I have two in my barn right now. A little blind chin helicopter eared holland lop with a split penis- God dealt him a triple whammy- and a little thrianta who is getting older than the hills. When I rescue, I keep them for life. When these two go, I will probably get more.

These were both drop offs by breeders to pet stores who could not sell them cause they were messes.

This is why I spend so so much time at the vet. And so so much money on the vet. Having every single litter tested for disease, parasites, bad teeth, bad ears, bad eyes.

Because as breeders of show rabbits, we have a real responsibility to make sure we do nothing to add to the rescue rabbit population. A responsibility to not breed bad teeth, eyes, bones, etc. The onus is on the show breeder more than anyone else in the world to not produce rabbits that will be abandoned by their new owners later on.

blizzard was so young, and so perfect in all respects. She won BOV in her first show 20 minutes after I bought her. She won BOB in her second ten minutes later. three months later she was sooooooo sick, so abscessed, and half her jaw would have had to have been removed. A beautiful, beautiful rabbit who quite frankly and this may sound harsh- she should never have been born. Never. As a breeder, a deliberate breeder of show rabbits in a rescue rabbit world, I carry this around with me. Just can't help it.

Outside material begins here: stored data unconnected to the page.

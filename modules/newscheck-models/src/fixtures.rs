//! Small, hand-built model artifacts for tests.
//!
//! The topic fixture has two topics: political vocabulary
//! ([`POLITICS_WORDS`]) and economic vocabulary ([`ECONOMY_WORDS`]). The
//! classifier fixture scores credible vocabulary above 0.5 and dubious
//! vocabulary below it, for every domain.

use std::collections::HashMap;
use std::path::Path;

use serde_json::json;

use newscheck_common::file_config::{ClassifierConfig, ModelsConfig};

use crate::{Dictionary, LdaModel, TextPreprocessor, TopicClassifier};

pub const POLITICS_WORDS: [&str; 3] = ["gobierno", "elecciones", "congreso"];
pub const ECONOMY_WORDS: [&str; 3] = ["inflación", "salarios", "mercados"];

fn lambda() -> Vec<Vec<f64>> {
    vec![
        vec![50.0, 50.0, 50.0, 0.1, 0.1, 0.1],
        vec![0.1, 0.1, 0.1, 50.0, 50.0, 50.0],
    ]
}

pub fn two_topic_lda() -> LdaModel {
    LdaModel::from_parameters(vec![0.5, 0.5], lambda()).expect("fixture parameters are valid")
}

fn token2id() -> HashMap<String, u32> {
    let pre = TextPreprocessor::new();
    POLITICS_WORDS
        .iter()
        .chain(ECONOMY_WORDS.iter())
        .enumerate()
        .map(|(id, word)| {
            let stem = pre
                .normalize(word)
                .into_iter()
                .next()
                .expect("fixture words are not stopwords");
            (stem, id as u32)
        })
        .collect()
}

/// Stems of the fixture vocabulary mapped to ids 0..6 (politics first).
pub fn dictionary() -> Dictionary {
    Dictionary::new(token2id())
}

pub fn topic_classifier() -> TopicClassifier {
    TopicClassifier::from_parts(TextPreprocessor::new(), dictionary(), two_topic_lda())
        .expect("fixture dictionary fits the fixture model")
}

pub fn lda_json() -> String {
    json!({
        "num_topics": 2,
        "num_terms": 6,
        "alpha": [0.5, 0.5],
        "lambda": lambda(),
    })
    .to_string()
}

pub fn dictionary_json() -> String {
    json!({ "token2id": token2id() }).to_string()
}

/// Classifier weights over an 11-domain, two-expert network with a
/// two-dimensional embedding: credible words point along the first axis,
/// dubious words along the second.
pub fn classifier_json() -> String {
    let vocab = json!({
        "[UNK]": 0,
        "confirma": 1,
        "oficial": 2,
        "fuentes": 3,
        "bulo": 4,
        "viral": 5,
        "increíble": 6,
    });
    let embeddings = vec![
        vec![0.0, 0.0],
        vec![1.0, 0.0],
        vec![1.0, 0.0],
        vec![1.0, 0.0],
        vec![0.0, 1.0],
        vec![0.0, 1.0],
        vec![0.0, 1.0],
    ];
    let domain_embeddings: Vec<Vec<f64>> = (0..11).map(|d| vec![d as f64 * 0.1]).collect();

    json!({
        "vocab": vocab,
        "unk_id": 0,
        "lowercase": true,
        "embeddings": embeddings,
        "domain_embeddings": domain_embeddings,
        "experts": [
            { "weights": [[1.0, 0.0], [0.0, 1.0]], "bias": [0.0, 0.0] },
            { "weights": [[2.0, 0.0], [0.0, 2.0]], "bias": [0.0, 0.0] },
        ],
        "gate": { "weights": [[1.0, 0.0, 0.0], [0.0, 0.0, 0.0]], "bias": [0.0, 0.0] },
        "classifier": { "weights": [[4.0, -4.0]], "bias": [0.0] },
    })
    .to_string()
}

/// Write the topic model, dictionary and classifier weights into `dir` and
/// return a models section pointing at them.
pub fn write_model_dir(dir: &Path) -> std::io::Result<ModelsConfig> {
    std::fs::write(dir.join("lda_model.json"), lda_json())?;
    std::fs::write(dir.join("dictionary.json"), dictionary_json())?;
    let cache_path = dir.join("classifier.json");
    std::fs::write(&cache_path, classifier_json())?;

    Ok(ModelsConfig {
        model_dir: dir.to_path_buf(),
        classifier: ClassifierConfig {
            cache_path,
            // never contacted while the cache file exists
            download_url: "http://127.0.0.1:9/{content_id}".to_string(),
            ..ClassifierConfig::default()
        },
        ..ModelsConfig::default()
    })
}
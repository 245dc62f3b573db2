pub mod artifact;
pub mod context;
pub mod dictionary;
pub mod lda;
pub mod preprocess;
mod stopwords;
pub mod topic;
pub mod veracity;

#[cfg(any(test, feature = "test-support"))]
pub mod fixtures;

pub use artifact::{ArtifactFetcher, ArtifactSpec};
pub use context::ModelContext;
pub use dictionary::Dictionary;
pub use lda::LdaModel;
pub use preprocess::TextPreprocessor;
pub use topic::TopicClassifier;
pub use veracity::{MdfendClassifier, VeracityModel, VeracityScorer};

Sorry if I depressed you guys. ink iris:


----------



## pumpkinandwhiskersmom (Jun 27, 2008)

Please don't apologize. IMHO, this is the place to share those thoughts and feelings. I think you're right, too, that it's often a sad place when we see things that should've never been allowed to happen. It's so awesome that you care for all of these guys....not just the "perfect" ones, and that you are trying to educate others about the importance of responsible breeding. Thanks for sharing your heart with us....Grace


----------



## EileenH (Jun 28, 2008)

I have a hard time with this part of the forum too. I just get this knot in my stomach, but at the same time want to be supportive of everyone who's lost a bunny, or any of their animals, so I come here.

*hugs to you*


----------



## EileenH (Jul 17, 2008)

The thread about Dill made me think of this thread again...I stared at that title for so long before I could open it..it's not like not opening a thread will make it not be true..it's just so hard to read and feel how much pain is going on..
Anyway, I just wanted to sayto all you guys who've lostsomeone important to you..you're in my thoughts.


----------